Court Opinion

ID: 8193780
Source: CourtListenerOpinion
Date Created: 2022-09-09 23:16:55.4548+00
Date Added: 2024-06-11T16:40:41.680996
License: Public Domain

Eschweiler, J.
(dissenting). Sub. (1) (m), sec. 1543, Stats., reads:
“The words ‘non-intoxicating liquor’ includes all liquors, liquids or compounds, whether medicated, proprietary, patented, or not and by whatever name called, fit for use for beverage purposes, containing alcohol in any degree, not defined to be ‘intoxicating liquors.’ ”
The evidence shows that fruit juices, soda waters, ginger ales, root beers, and ciders as they are now being sold do contain alcohol in appreciable proportions. Some of such — for instance loganberry juice — has 0.47 per cent, just below the line of 0.5 per cent, of alcohol *145fixed for the division between intoxicating and nonintoxicating liquors, and many of such having a greater alcoholic content than the so-called near-beers. The legislature cannot be presumed to have intended to exclude any of such commonly sold beverages from the' general class of non-intoxicating liquors as above defined, except cider. Preserved sweet cider is expressly excepted by sub. (5) (a) 6 of said sec. 1543, Stats. Its alcoholic possibilities must have been recognized by the legislature or there would have been no need of an exception. In Maine, with a much longer experience with both prohibition and cider than this state has had, cider, though unfermented and non-intoxicating when offered for sale, is nevertheless taboo. State v. Frederickson, 101 Me. 37, 63 Atl. 535, 6 L. R. A. n. s. 186. The same subject has presented difficulty in construction in Michigan. People v. Engle (Mich.) 186 N. W. 520. The specific exclusion of cider in the statute is the inclusion of the other similar' beverages.
If all such beverages are within the statutes, then clearly no person can lawfully sell them for consumption on the selling premises, without having first obtained the license provided for by sub. (29) (a) of sec. 1543, Stats.
The counter in the drug store, or any other place where such soda waters, pop, ginger ales, root beefs, grape juices, or similar alcoholic beverages are sold to be there consumed, are reasonably, fairly, and logically within the condemnation of sub. (30), sec. 1543, Stats., of a standing bar or counter of any description at which any such (nonintoxicating) drinks or. liquors are consumed, and as much so as is the article of furniture condemned by the majority opinion. The phrase is as broad as it well could be made; it contains no limitations or conditions as to shape, size, height, age, or previous condition óf servitude, and I see no warrant for inserting, by judicial decree, any of such limitations into the plain letter of the statute.
*146The legislature, carefully mindful of the possibility of difficulties of construction of the statute, provided by sub. (33) (b) of said sec. 1543 that the provisions of the act are separable and that the holding of one to be unconstitutional shall not affect the remainder. By the same sub. (33) it is declared that the statute should be liberally construed to the end that the use of intoxicating liquors be prevented. Its purpose is not to prevent the use of nonintoxicating liquors. It has the power to do so (see cases cited in majority opinion, to which might be added Crane v. Campbell, 245 U. S. 304, 38 Sup. Ct. 98), but has not done so.
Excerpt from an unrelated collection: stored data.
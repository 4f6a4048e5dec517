//! Content-derived identifiers for result directories and bundles.

use md5::{Digest, Md5};
use serde::{Deserialize, Serialize};
use std::fmt;
use std::path::Path;

/// Minimum width of the zero-padded frame index in output file names.
const FRAME_INDEX_WIDTH: usize = 5;

/// Hex digest naming one item's output directory (`<id>/`) and bundle
/// (`<id>.zip`).
///
/// Derived from the local artifact's path string, not its content. MD5 is
/// used for naming only.
#[derive(Debug, Clone, PartialEq, Eq, Hash, Serialize, Deserialize)]
#[serde(transparent)]
pub struct Identifier(String);

impl Identifier {
    /// Compute the identifier for a local file path.
    pub fn from_path(path: impl AsRef<Path>) -> Self {
        let path = path.as_ref().to_string_lossy();
        let digest = Md5::digest(path.as_bytes());
        Self(format!("{:x}", digest))
    }

    /// Create from an existing hex string.
    pub fn from_string(s: impl Into<String>) -> Self {
        Self(s.into())
    }

    /// Get the inner string.
    pub fn as_str(&self) -> &str {
        &self.0
    }

    /// File name of the bundle for this identifier.
    pub fn bundle_name(&self) -> String {
        format!("{}.zip", self.0)
    }
}

impl fmt::Display for Identifier {
    fn fmt(&self, f: &mut fmt::Formatter<'_>) -> fmt::Result {
        write!(f, "{}", self.0)
    }
}

/// File name for the frame at `index` of a `frame_count`-frame video.
///
/// Zero-padded to at least five digits, widened so the last index still
/// fits. Lexical order then matches temporal order within one video.
pub fn frame_file_name(index: usize, frame_count: usize) -> String {
    let last = frame_count.saturating_sub(1).max(index);
    let digits = last.checked_ilog10().map_or(1, |d| d as usize + 1);
    format!("{:0width$}.png", index, width = digits.max(FRAME_INDEX_WIDTH))
}
//! Worker configuration.

use std::collections::HashMap;
use std::net::SocketAddr;
use std::path::{Path, PathBuf};
use std::str::FromStr;
use std::time::Duration;

use tracing::debug;

use anon_queue::QueueConfig;
use anon_storage::{S3Config, SwiftConfig};

use crate::cipher::CipherKey;
use crate::error::{WorkerError, WorkerResult};

const DEFAULT_ENV_PATH: &str = "/env";

/// Where configuration values are looked up.
///
/// The process environment wins; otherwise the first line of
/// `<env_path>/<NAME>` is used, which is how mounted secrets arrive.
#[derive(Debug, Clone)]
pub struct EnvSource {
    vars: Option<HashMap<String, String>>,
    env_path: PathBuf,
}

impl EnvSource {
    /// Read from the process environment and `ENV_PATH` (default `/env`).
    pub fn from_process() -> Self {
        let env_path = std::env::var("ENV_PATH").unwrap_or_else(|_| DEFAULT_ENV_PATH.to_string());
        Self {
            vars: None,
            env_path: PathBuf::from(env_path),
        }
    }

    /// Read from a fixed set of variables instead of the process environment.
    pub fn with_vars<I, K, V>(vars: I, env_path: impl Into<PathBuf>) -> Self
    where
        I: IntoIterator<Item = (K, V)>,
        K: Into<String>,
        V: Into<String>,
    {
        Self {
            vars: Some(vars.into_iter().map(|(k, v)| (k.into(), v.into())).collect()),
            env_path: env_path.into(),
        }
    }

    pub fn env_path(&self) -> &Path {
        &self.env_path
    }

    /// Value of `name`, if set anywhere.
    pub fn get(&self, name: &str) -> Option<String> {
        let from_env = match &self.vars {
            Some(vars) => vars.get(name).cloned(),
            None => std::env::var(name).ok(),
        };

        from_env.or_else(|| self.read_file(name))
    }

    /// Value of `name`, or a configuration error naming it.
    pub fn require(&self, name: &str) -> WorkerResult<String> {
        self.get(name)
            .ok_or_else(|| WorkerError::config_error(format!("{} is not set", name)))
    }

    /// Parse `name`, falling back to `default` when unset.
    pub fn parse_or<T>(&self, name: &str, default: T) -> WorkerResult<T>
    where
        T: FromStr,
        T::Err: std::fmt::Display,
    {
        match self.get(name) {
            Some(raw) => raw.trim().parse().map_err(|e| {
                WorkerError::config_error(format!("{} has invalid value {:?}: {}", name, raw, e))
            }),
            None => Ok(default),
        }
    }

    fn read_file(&self, name: &str) -> Option<String> {
        let path = self.env_path.join(name);
        let contents = std::fs::read_to_string(&path).ok()?;
        let first = contents.lines().next()?.trim().to_string();
        debug!(name, path = %path.display(), "Loaded setting from file");
        Some(first)
    }
}

/// Object store selection.
#[derive(Debug, Clone)]
pub enum StorageBackend {
    Swift(SwiftConfig),
    S3(S3Config),
}

impl StorageBackend {
    pub fn name(&self) -> &'static str {
        match self {
            StorageBackend::Swift(_) => "swift",
            StorageBackend::S3(_) => "s3",
        }
    }

    fn from_source(source: &EnvSource) -> WorkerResult<Self> {
        let backend = source
            .get("STORAGE_BACKEND")
            .unwrap_or_else(|| "swift".to_string())
            .to_lowercase();

        match backend.as_str() {
            "swift" => Ok(StorageBackend::Swift(SwiftConfig {
                auth_url: source.require("OS_AUTH_URL")?,
                auth_token: source.require("OS_AUTH_TOKEN")?,
                project_name: source.require("OS_PROJECT_NAME")?,
                project_domain_id: source.require("OS_PROJECT_DOMAIN_ID")?,
            })),
            "s3" => Ok(StorageBackend::S3(S3Config {
                endpoint_url: source.require("S3_ENDPOINT_URL")?,
                access_key_id: source.require("S3_ACCESS_KEY_ID")?,
                secret_access_key: source.require("S3_SECRET_ACCESS_KEY")?,
                region: source.get("S3_REGION").unwrap_or_else(|| "auto".to_string()),
            })),
            other => Err(WorkerError::config_error(format!(
                "STORAGE_BACKEND must be swift or s3, got {:?}",
                other
            ))),
        }
    }
}

/// Worker configuration.
#[derive(Debug, Clone)]
pub struct WorkerConfig {
    /// Key for item payloads
    pub encryption_key: CipherKey,
    /// How long a leased item stays invisible to other workers
    pub lease_duration: Duration,
    /// How long one blocking lease attempt waits
    pub poll_timeout: Duration,
    /// Directory for decrypted local artifacts
    pub input_dir: PathBuf,
    /// Root of result directories and bundles
    pub output_dir: PathBuf,
    /// Queue location and name
    pub queue: QueueConfig,
    /// Container receiving result bundles
    pub results_container: String,
    /// Upper bound on concurrently running completion tasks
    pub max_inflight_completions: usize,
    /// Push rejected items to the error queue
    pub report_rejected: bool,
    /// Object store backend
    pub storage: StorageBackend,
    /// Classifier program
    pub classifier_cmd: String,
    /// Upper bound on one FFmpeg decode
    pub decode_timeout: Duration,
    /// Upper bound on one classifier run
    pub classify_timeout: Duration,
    /// Prometheus listen address, if metrics are exported
    pub metrics_addr: Option<SocketAddr>,
}

impl WorkerConfig {
    /// Create config from the process environment.
    pub fn from_env(output_dir: impl Into<PathBuf>) -> WorkerResult<Self> {
        Self::from_source(&EnvSource::from_process(), output_dir)
    }

    /// Create config from an explicit source.
    pub fn from_source(source: &EnvSource, output_dir: impl Into<PathBuf>) -> WorkerResult<Self> {
        let encryption_key = CipherKey::from_base64(&source.require("ENCRYPTION_KEY")?)
            .map_err(|e| WorkerError::config_error(format!("ENCRYPTION_KEY: {}", e)))?;

        let max_inflight_completions = source.parse_or("MAX_INFLIGHT_COMPLETIONS", 4usize)?;
        if max_inflight_completions == 0 {
            return Err(WorkerError::config_error(
                "MAX_INFLIGHT_COMPLETIONS must be at least 1",
            ));
        }

        let results_container = match source.get("RESULTS_CONTAINER") {
            Some(name) => name,
            None => {
                let host = hostname::get()
                    .map_err(|e| WorkerError::config_error(format!("hostname unavailable: {}", e)))?;
                results_container_for_host(&host.to_string_lossy())
            }
        };

        let decode_timeout = source.parse_or("DECODE_TIMEOUT_SECS", 600u64)?;
        let classify_timeout = source.parse_or("CLASSIFY_TIMEOUT_SECS", 300u64)?;
        if decode_timeout == 0 || classify_timeout == 0 {
            return Err(WorkerError::config_error(
                "DECODE_TIMEOUT_SECS and CLASSIFY_TIMEOUT_SECS must be at least 1",
            ));
        }

        let metrics_addr = match source.get("METRICS_ADDR") {
            Some(raw) => Some(raw.trim().parse().map_err(|e| {
                WorkerError::config_error(format!("METRICS_ADDR has invalid value {:?}: {}", raw, e))
            })?),
            None => None,
        };

        Ok(Self {
            encryption_key,
            lease_duration: Duration::from_secs(source.parse_or("ITEM_LEASE_SECS", 15)?),
            poll_timeout: Duration::from_secs(source.parse_or("LEASE_POLL_TIMEOUT_SECS", 2)?),
            input_dir: PathBuf::from(
                source.get("INPUT_FOLDER").unwrap_or_else(|| "/input".to_string()),
            ),
            output_dir: output_dir.into(),
            queue: QueueConfig {
                host: source.get("REDIS_HOST").unwrap_or_else(|| "localhost".to_string()),
                port: source.parse_or("REDIS_PORT", 6379)?,
                name: source.get("REDIS_QUEUE").unwrap_or_else(|| "job".to_string()),
            },
            results_container,
            max_inflight_completions,
            report_rejected: source.parse_or("REPORT_REJECTED_ITEMS", false)?,
            storage: StorageBackend::from_source(source)?,
            classifier_cmd: source
                .get("CLASSIFIER_CMD")
                .unwrap_or_else(|| "if_doppler".to_string()),
            decode_timeout: Duration::from_secs(decode_timeout),
            classify_timeout: Duration::from_secs(classify_timeout),
            metrics_addr,
        })
    }
}

/// `<job-name>-results`, where the job name is the host name minus its
/// trailing `-<suffix>` replica part.
pub fn results_container_for_host(host: &str) -> String {
    let job = match host.rfind('-') {
        Some(index) => &host[..index],
        None => host,
    };
    format!("{}-results", job)
}

#[cfg(test)]
mod tests {
    use super::*;

    const KEY: &str = "AAECAwQFBgcICQoLDA0ODxAREhMUFRYXGBkaGxwdHh8=";

    fn swift_vars() -> Vec<(&'static str, &'static str)> {
        vec![
            ("ENCRYPTION_KEY", KEY),
            ("RESULTS_CONTAINER", "anon-results"),
            ("OS_AUTH_URL", "https://keystone.example/v3"),
            ("OS_AUTH_TOKEN", "token"),
            ("OS_PROJECT_NAME", "research"),
            ("OS_PROJECT_DOMAIN_ID", "default"),
        ]
    }

    #[test]
    fn test_defaults() {
        let source = EnvSource::with_vars(swift_vars(), "/nonexistent");
        let config = WorkerConfig::from_source(&source, "/output").unwrap();

        assert_eq!(config.encryption_key.len(), 32);
        assert_eq!(config.lease_duration, Duration::from_secs(15));
        assert_eq!(config.poll_timeout, Duration::from_secs(2));
        assert_eq!(config.input_dir, PathBuf::from("/input"));
        assert_eq!(config.output_dir, PathBuf::from("/output"));
        assert_eq!(config.queue.host, "localhost");
        assert_eq!(config.queue.port, 6379);
        assert_eq!(config.queue.name, "job");
        assert_eq!(config.results_container, "anon-results");
        assert_eq!(config.max_inflight_completions, 4);
        assert!(!config.report_rejected);
        assert_eq!(config.storage.name(), "swift");
        assert_eq!(config.classifier_cmd, "if_doppler");
        assert_eq!(config.decode_timeout, Duration::from_secs(600));
        assert_eq!(config.classify_timeout, Duration::from_secs(300));
        assert!(config.metrics_addr.is_none());
    }

    #[test]
    fn test_external_process_timeouts() {
        let mut vars = swift_vars();
        vars.push(("DECODE_TIMEOUT_SECS", "90"));
        vars.push(("CLASSIFY_TIMEOUT_SECS", "30"));
        let source = EnvSource::with_vars(vars, "/nonexistent");

        let config = WorkerConfig::from_source(&source, "/output").unwrap();
        assert_eq!(config.decode_timeout, Duration::from_secs(90));
        assert_eq!(config.classify_timeout, Duration::from_secs(30));

        let mut vars = swift_vars();
        vars.push(("CLASSIFY_TIMEOUT_SECS", "0"));
        let source = EnvSource::with_vars(vars, "/nonexistent");
        let err = WorkerConfig::from_source(&source, "/output").unwrap_err();
        assert!(err.to_string().contains("CLASSIFY_TIMEOUT_SECS"));
    }

    #[test]
    fn test_missing_key_is_config_error() {
        let vars: Vec<_> = swift_vars()
            .into_iter()
            .filter(|(k, _)| *k != "ENCRYPTION_KEY")
            .collect();
        let source = EnvSource::with_vars(vars, "/nonexistent");

        let err = WorkerConfig::from_source(&source, "/output").unwrap_err();
        assert!(err.is_fatal());
        assert!(err.to_string().contains("ENCRYPTION_KEY"));
    }

    #[test]
    fn test_invalid_number_is_config_error() {
        let mut vars = swift_vars();
        vars.push(("REDIS_PORT", "not-a-port"));
        let source = EnvSource::with_vars(vars, "/nonexistent");

        let err = WorkerConfig::from_source(&source, "/output").unwrap_err();
        assert!(matches!(err, WorkerError::ConfigError(_)));
    }

    #[test]
    fn test_zero_inflight_rejected() {
        let mut vars = swift_vars();
        vars.push(("MAX_INFLIGHT_COMPLETIONS", "0"));
        let source = EnvSource::with_vars(vars, "/nonexistent");
        assert!(WorkerConfig::from_source(&source, "/output").is_err());
    }

    #[test]
    fn test_s3_backend() {
        let vars = vec![
            ("ENCRYPTION_KEY", KEY),
            ("RESULTS_CONTAINER", "anon-results"),
            ("STORAGE_BACKEND", "S3"),
            ("S3_ENDPOINT_URL", "http://minio:9000"),
            ("S3_ACCESS_KEY_ID", "id"),
            ("S3_SECRET_ACCESS_KEY", "secret"),
        ];
        let source = EnvSource::with_vars(vars, "/nonexistent");
        let config = WorkerConfig::from_source(&source, "/output").unwrap();

        match config.storage {
            StorageBackend::S3(s3) => assert_eq!(s3.region, "auto"),
            other => panic!("unexpected backend {:?}", other),
        }
    }

    #[test]
    fn test_values_read_from_env_path() {
        let dir = tempfile::tempdir().unwrap();
        std::fs::write(dir.path().join("REDIS_HOST"), "redis.internal\nignored\n").unwrap();
        std::fs::write(dir.path().join("ITEM_LEASE_SECS"), "30\n").unwrap();

        let source = EnvSource::with_vars(swift_vars(), dir.path());
        let config = WorkerConfig::from_source(&source, "/output").unwrap();

        assert_eq!(config.queue.host, "redis.internal");
        assert_eq!(config.lease_duration, Duration::from_secs(30));
    }

    #[test]
    fn test_environment_wins_over_file() {
        let dir = tempfile::tempdir().unwrap();
        std::fs::write(dir.path().join("REDIS_QUEUE"), "from-file").unwrap();

        let mut vars = swift_vars();
        vars.push(("REDIS_QUEUE", "from-env"));
        let source = EnvSource::with_vars(vars, dir.path());

        assert_eq!(source.get("REDIS_QUEUE").as_deref(), Some("from-env"));
    }

    #[test]
    fn test_results_container_for_host() {
        assert_eq!(results_container_for_host("anonymise-7xk2p"), "anonymise-results");
        assert_eq!(results_container_for_host("echo-anon-job-abcde"), "echo-anon-job-results");
        assert_eq!(results_container_for_host("standalone"), "standalone-results");
    }
}
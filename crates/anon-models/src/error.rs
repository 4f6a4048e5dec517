//! Model error types.

use thiserror::Error;

pub type ModelResult<T> = Result<T, ModelError>;

#[derive(Debug, Error)]
pub enum ModelError {
    #[error("Work item is not valid UTF-8")]
    NotUtf8,

    #[error("Work item is not a fetchable URL: {0}")]
    InvalidUrl(String),

    #[error("Invalid lease transition: {from} -> {to}")]
    InvalidTransition {
        from: &'static str,
        to: &'static str,
    },
}

impl ModelError {
    pub fn invalid_url(msg: impl Into<String>) -> Self {
        Self::InvalidUrl(msg.into())
    }
}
Considering all these things, therefore, I can see no reasonable hypothesis upon which to predicate a conclusion that the mere matter of the consumer’s posture when consuming legalized liquors can have any causal or even casual connection with the direct aim and ultimate end of the act, so that it could be said in reason that a consumption by a consumer when sitting at the counter or when standing but just outside of the touching zone leaves the seller still a law-abiding citizen and who may continue his business, but a consumption while standing at the same counter makes the seller now a malefactor and liable to forfeit his license. Furthermore, the consideration 'of the evident impossibility of enforcing such a regulation at the countless stands where frisking childhood and sportive youth jostle and crowd for the succulent soda or purling pop, together with the provision found in the same chapter in sub. (2) (g), sec. 1543, that wilful neglect or refusal of the commissioner or other designated officer to make complaint .for known violation of such chapter shall subject him to removal from office, should call a halt before adopting a view with such a \dsta.
I think the judgment should be reversed.